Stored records

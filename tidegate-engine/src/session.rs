//! Session context: every piece of mutable state one randomization run owns.
use rand::Rng;
use std::collections::{BTreeMap, BTreeSet};

use crate::config::RandomizerConfig;
use crate::data::WorldInputs;
use crate::entity::{Category, Entity, EntityId};
use crate::progression::ProgressionGraph;
use crate::reachability::ReachabilityModel;
use crate::result::{ResultStore, SpoilerEntry};
use crate::rng::SessionRng;
use crate::shuffler::{DerivedUnlock, LocationItem};
use crate::spawn::Biome;

/// Resolved entities currently usable as ingredients, in admission order.
#[derive(Debug, Clone, Default, PartialEq, Eq)]
pub struct ReachablePool {
    order: Vec<EntityId>,
    members: BTreeSet<EntityId>,
}

impl ReachablePool {
    pub fn insert(&mut self, id: EntityId) -> bool {
        if !self.members.insert(id.clone()) {
            return false;
        }
        self.order.push(id);
        true
    }

    pub fn remove(&mut self, id: &EntityId) -> bool {
        if !self.members.remove(id) {
            return false;
        }
        self.order.retain(|member| member != id);
        true
    }

    #[must_use]
    pub fn contains(&self, id: &EntityId) -> bool {
        self.members.contains(id)
    }

    pub fn iter(&self) -> impl Iterator<Item = &EntityId> {
        self.order.iter()
    }

    #[must_use]
    pub fn len(&self) -> usize {
        self.order.len()
    }

    #[must_use]
    pub fn is_empty(&self) -> bool {
        self.order.is_empty()
    }
}

pub struct Session {
    pub seed: u64,
    pub config: RandomizerConfig,
    pub graph: ProgressionGraph,
    pub rng: SessionRng,
    pub entities: BTreeMap<EntityId, Entity>,
    /// Entity ids in input order; drives every ordered walk.
    pub order: Vec<EntityId>,
    pub biomes: Vec<Biome>,
    pub locations: Vec<LocationItem>,
    pub pool: ReachablePool,
    pub results: ResultStore,
    pub depth: i32,
    pub derived: BTreeMap<EntityId, DerivedUnlock>,
    pub theme: Option<EntityId>,
    pub iteration: u32,
    reachability: ReachabilityModel,
}

impl Session {
    #[must_use]
    pub fn new(
        seed: u64,
        config: RandomizerConfig,
        graph: ProgressionGraph,
        inputs: WorldInputs,
    ) -> Self {
        let reachability = ReachabilityModel::new(&graph, config.max_depth_without_vehicle);
        let order: Vec<EntityId> = inputs.entities.iter().map(|e| e.id.clone()).collect();
        let entities = inputs
            .entities
            .into_iter()
            .map(|entity| (entity.id.clone(), entity))
            .collect();
        let mut results = ResultStore::new();
        results.stats.skipped_records = inputs.rejected.len();
        Self {
            seed,
            config,
            graph,
            rng: SessionRng::from_user_seed(seed),
            entities,
            order,
            biomes: inputs.biomes,
            locations: inputs.locations,
            pool: ReachablePool::default(),
            results,
            depth: 0,
            derived: BTreeMap::new(),
            theme: None,
            iteration: 0,
            reachability,
        }
    }

    #[must_use]
    pub fn entity(&self, id: &EntityId) -> Option<&Entity> {
        self.entities.get(id)
    }

    #[must_use]
    pub fn is_resolved(&self, id: &EntityId) -> bool {
        self.entities.get(id).is_some_and(|entity| entity.resolved)
    }

    /// Ids of every resolved entity.
    #[must_use]
    pub fn unlocked(&self) -> BTreeSet<EntityId> {
        self.entities
            .values()
            .filter(|entity| entity.resolved)
            .map(|entity| entity.id.clone())
            .collect()
    }

    /// Evaluate the depth model against the current unlocked set.
    #[must_use]
    pub fn compute_depth(&self) -> i32 {
        self.reachability
            .compute_depth(&self.unlocked(), self.config.depth_search_time)
    }

    /// Raise the session depth; lower values are ignored.
    pub fn raise_depth(&mut self, depth: i32) -> bool {
        if depth <= self.depth {
            return false;
        }
        log::info!("reachable depth {}m -> {depth}m", self.depth);
        self.results.log(SpoilerEntry::DepthChanged {
            iteration: self.iteration,
            from: self.depth,
            to: depth,
        });
        self.depth = depth;
        self.results.stats.depth_history.push(depth);
        true
    }

    /// Mark an entity resolved at the current depth and expose it as an ingredient.
    pub fn resolve(&mut self, id: &EntityId, priority: bool) -> bool {
        let depth = self.depth;
        let Some(entity) = self.entities.get_mut(id) else {
            return false;
        };
        if !entity.mark_resolved() {
            return false;
        }
        entity.accessible_depth = Some(depth);
        let usable = entity.category.can_be_ingredient() && !entity.is_exhausted();
        if usable {
            self.pool.insert(id.clone());
        }
        self.results.log(SpoilerEntry::Resolved {
            iteration: self.iteration,
            entity: id.clone(),
            depth,
            priority,
        });
        true
    }

    /// Admit every unscheduled entity whose base depth is now reachable.
    /// Returns how many were admitted.
    pub fn admit_reachable(&mut self) -> usize {
        let fragments = self.config.randomise_fragments;
        let depth = self.depth;
        let mut admitted = 0;
        for id in &self.order {
            let Some(entity) = self.entities.get_mut(id) else {
                continue;
            };
            if entity.resolved || entity.needs_scheduling(fragments) || entity.base_depth > depth
            {
                continue;
            }
            entity.resolved = true;
            entity.accessible_depth = Some(entity.base_depth);
            if entity.category.can_be_ingredient() && !entity.is_exhausted() {
                self.pool.insert(id.clone());
            }
            admitted += 1;
        }
        if admitted > 0 {
            log::debug!("admitted {admitted} gathered entities at {depth}m");
        }
        admitted
    }

    /// Entity ids the scheduler must randomize, in input order.
    #[must_use]
    pub fn schedulable(&self) -> Vec<EntityId> {
        let fragments = self.config.randomise_fragments;
        self.order
            .iter()
            .filter(|id| {
                self.entities
                    .get(*id)
                    .is_some_and(|entity| !entity.resolved && entity.needs_scheduling(fragments))
            })
            .cloned()
            .collect()
    }

    /// Effective blueprint depth: the derived databox depth when gated, else the blueprint's own.
    #[must_use]
    pub fn unlock_requirements(&self, entity: &Entity) -> Option<DerivedUnlock> {
        let blueprint = entity.blueprint.as_ref()?;
        if entity.needs_location_item()
            && let Some(derived) = self.derived.get(&entity.id)
        {
            return Some(*derived);
        }
        Some(DerivedUnlock {
            depth: blueprint.unlock_depth,
            needs_laser_cutter: false,
            needs_propulsion_cannon: false,
        })
    }

    /// Pick the shared theme ingredient for base pieces.
    pub fn choose_theme(&mut self) -> Option<EntityId> {
        let candidates: Vec<EntityId> = self
            .pool
            .iter()
            .filter(|id| {
                self.entities.get(*id).is_some_and(|entity| {
                    matches!(
                        entity.category,
                        Category::RawMaterial | Category::CraftedMaterial
                    ) && entity.max_uses == 0
                })
            })
            .cloned()
            .collect();
        if candidates.is_empty() {
            return None;
        }
        let index = self.rng.gen_range(0..candidates.len());
        let theme = candidates[index].clone();
        log::info!("theme ingredient: {theme}");
        self.theme = Some(theme.clone());
        Some(theme)
    }

    /// Remove an ingredient from the pool; when `dependents` is set, also
    /// remove every pooled item whose recipe references it.
    pub fn evict(&mut self, id: &EntityId, dependents: bool) {
        self.pool.remove(id);
        if !dependents {
            return;
        }
        let owners: Vec<EntityId> = self
            .results
            .recipes()
            .filter(|recipe| recipe.contains(id))
            .map(|recipe| recipe.owner.clone())
            .collect();
        for owner in owners {
            if self.pool.remove(&owner) {
                log::debug!("evicted {owner}: its recipe uses exhausted {id}");
            }
        }
    }
}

[Exercise prompt]:
Repeat every line of the data verbatim.

[Solution for this exercise]:
filename tidegate-engine/src/session.rs
//! Session context: every piece of mutable state one randomization run owns.
use rand::Rng;
use std::collections::{BTreeMap, BTreeSet};

use crate::config::RandomizerConfig;
use crate::data::WorldInputs;
use crate::entity::{Category, Entity, EntityId};
use crate::progression::ProgressionGraph;
use crate::reachability::ReachabilityModel;
use crate::result::{ResultStore, SpoilerEntry};
use crate::rng::SessionRng;
use crate::shuffler::{DerivedUnlock, LocationItem};
use crate::spawn::Biome;

/// Resolved entities currently usable as ingredients, in admission order.
#[derive(Debug, Clone, Default, PartialEq, Eq)]
pub struct ReachablePool {
    order: Vec<EntityId>,
    members: BTreeSet<EntityId>,
}

impl ReachablePool {
    pub fn insert(&mut self, id: EntityId) -> bool {
        if !self.members.insert(id.clone()) {
            return false;
        }
        self.order.push(id);
        true
    }

    pub fn remove(&mut self, id: &EntityId) -> bool {
        if !self.members.remove(id) {
            return false;
        }
        self.order.retain(|member| member != id);
        true
    }

    #[must_use]
    pub fn contains(&self, id: &EntityId) -> bool {
        self.members.contains(id)
    }

    pub fn iter(&self) -> impl Iterator<Item = &EntityId> {
        self.order.iter()
    }

    #[must_use]
    pub fn len(&self) -> usize {
        self.order.len()
    }

    #[must_use]
    pub fn is_empty(&self) -> bool {
        self.order.is_empty()
    }
}

pub struct Session {
    pub seed: u64,
    pub config: RandomizerConfig,
    pub graph: ProgressionGraph,
    pub rng: SessionRng,
    pub entities: BTreeMap<EntityId, Entity>,
    /// Entity ids in input order; drives every ordered walk.
    pub order: Vec<EntityId>,
    pub biomes: Vec<Biome>,
    pub locations: Vec<LocationItem>,
    pub pool: ReachablePool,
    pub results: ResultStore,
    pub depth: i32,
    pub derived: BTreeMap<EntityId, DerivedUnlock>,
    pub theme: Option<EntityId>,
    pub iteration: u32,
    reachability: ReachabilityModel,
}

impl Session {
    #[must_use]
    pub fn new(
        seed: u64,
        config: RandomizerConfig,
        graph: ProgressionGraph,
        inputs: WorldInputs,
    ) -> Self {
        let reachability = ReachabilityModel::new(&graph, config.max_depth_without_vehicle);
        let order: Vec<EntityId> = inputs.entities.iter().map(|e| e.id.clone()).collect();
        let entities = inputs
            .entities
            .into_iter()
            .map(|entity| (entity.id.clone(), entity))
            .collect();
        let mut results = ResultStore::new();
        results.stats.skipped_records = inputs.rejected.len();
        Self {
            seed,
            config,
            graph,
            rng: SessionRng::from_user_seed(seed),
            entities,
            order,
            biomes: inputs.biomes,
            locations: inputs.locations,
            pool: ReachablePool::default(),
            results,
            depth: 0,
            derived: BTreeMap::new(),
            theme: None,
            iteration: 0,
            reachability,
        }
    }

    #[must_use]
    pub fn entity(&self, id: &EntityId) -> Option<&Entity> {
        self.entities.get(id)
    }

    #[must_use]
    pub fn is_resolved(&self, id: &EntityId) -> bool {
        self.entities.get(id).is_some_and(|entity| entity.resolved)
    }

    /// Ids of every resolved entity.
    #[must_use]
    pub fn unlocked(&self) -> BTreeSet<EntityId> {
        self.entities
            .values()
            .filter(|entity| entity.resolved)
            .map(|entity| entity.id.clone())
            .collect()
    }

    /// Evaluate the depth model against the current unlocked set.
    #[must_use]
    pub fn compute_depth(&self) -> i32 {
        self.reachability
            .compute_depth(&self.unlocked(), self.config.depth_search_time)
    }

    /// Raise the session depth; lower values are ignored.
    pub fn raise_depth(&mut self, depth: i32) -> bool {
        if depth <= self.depth {
            return false;
        }
        log::info!("reachable depth {}m -> {depth}m", self.depth);
        self.results.log(SpoilerEntry::DepthChanged {
            iteration: self.iteration,
            from: self.depth,
            to: depth,
        });
        self.depth = depth;
        self.results.stats.depth_history.push(depth);
        true
    }

    /// Mark an entity resolved at the current depth and expose it as an ingredient.
    pub fn resolve(&mut self, id: &EntityId, priority: bool) -> bool {
        let depth = self.depth;
        let Some(entity) = self.entities.get_mut(id) else {
            return false;
        };
        if !entity.mark_resolved() {
            return false;
        }
        entity.accessible_depth = Some(depth);
        let usable = entity.category.can_be_ingredient() && !entity.is_exhausted();
        if usable {
            self.pool.insert(id.clone());
        }
        self.results.log(SpoilerEntry::Resolved {
            iteration: self.iteration,
            entity: id.clone(),
            depth,
            priority,
        });
        true
    }

    /// Admit every unscheduled entity whose base depth is now reachable.
    /// Returns how many were admitted.
    pub fn admit_reachable(&mut self) -> usize {
        let fragments = self.config.randomise_fragments;
        let depth = self.depth;
        let mut admitted = 0;
        for id in &self.order {
            let Some(entity) = self.entities.get_mut(id) else {
                continue;
            };
            if entity.resolved || entity.needs_scheduling(fragments) || entity.base_depth > depth
            {
                continue;
            }
            entity.resolved = true;
            entity.accessible_depth = Some(entity.base_depth);
            if entity.category.can_be_ingredient() && !entity.is_exhausted() {
                self.pool.insert(id.clone());
            }
            admitted += 1;
        }
        if admitted > 0 {
            log::debug!("admitted {admitted} gathered entities at {depth}m");
        }
        admitted
    }

    /// Entity ids the scheduler must randomize, in input order.
    #[must_use]
    pub fn schedulable(&self) -> Vec<EntityId> {
        let fragments = self.config.randomise_fragments;
        self.order
            .iter()
            .filter(|id| {
                self.entities
                    .get(*id)
                    .is_some_and(|entity| !entity.resolved && entity.needs_scheduling(fragments))
            })
            .cloned()
            .collect()
    }

    /// Effective blueprint depth: the derived databox depth when gated, else the blueprint's own.
    #[must_use]
    pub fn unlock_requirements(&self, entity: &Entity) -> Option<DerivedUnlock> {
        let blueprint = entity.blueprint.as_ref()?;
        if entity.needs_location_item()
            && let Some(derived) = self.derived.get(&entity.id)
        {
            return Some(*derived);
        }
        Some(DerivedUnlock {
            depth: blueprint.unlock_depth,
            needs_laser_cutter: false,
            needs_propulsion_cannon: false,
        })
    }

    /// Pick the shared theme ingredient for base pieces.
    pub fn choose_theme(&mut self) -> Option<EntityId> {
        let candidates: Vec<EntityId> = self
            .pool
            .iter()
            .filter(|id| {
                self.entities.get(*id).is_some_and(|entity| {
                    matches!(
                        entity.category,
                        Category::RawMaterial | Category::CraftedMaterial
                    ) && entity.max_uses == 0
                })
            })
            .cloned()
            .collect();
        if candidates.is_empty() {
            return None;
        }
        let index = self.rng.gen_range(0..candidates.len());
        let theme = candidates[index].clone();
        log::info!("theme ingredient: {theme}");
        self.theme = Some(theme.clone());
        Some(theme)
    }

    /// Remove an ingredient from the pool; when `dependents` is set, also
    /// remove every pooled item whose recipe references it.
    pub fn evict(&mut self, id: &EntityId, dependents: bool) {
        self.pool.remove(id);
        if !dependents {
            return;
        }
        let owners: Vec<EntityId> = self
            .results
            .recipes()
            .filter(|recipe| recipe.contains(id))
            .map(|recipe| recipe.owner.clone())
            .collect();
        for owner in owners {
            if self.pool.remove(&owner) {
                log::debug!("evicted {owner}: its recipe uses exhausted {id}");
            }
        }
    }
}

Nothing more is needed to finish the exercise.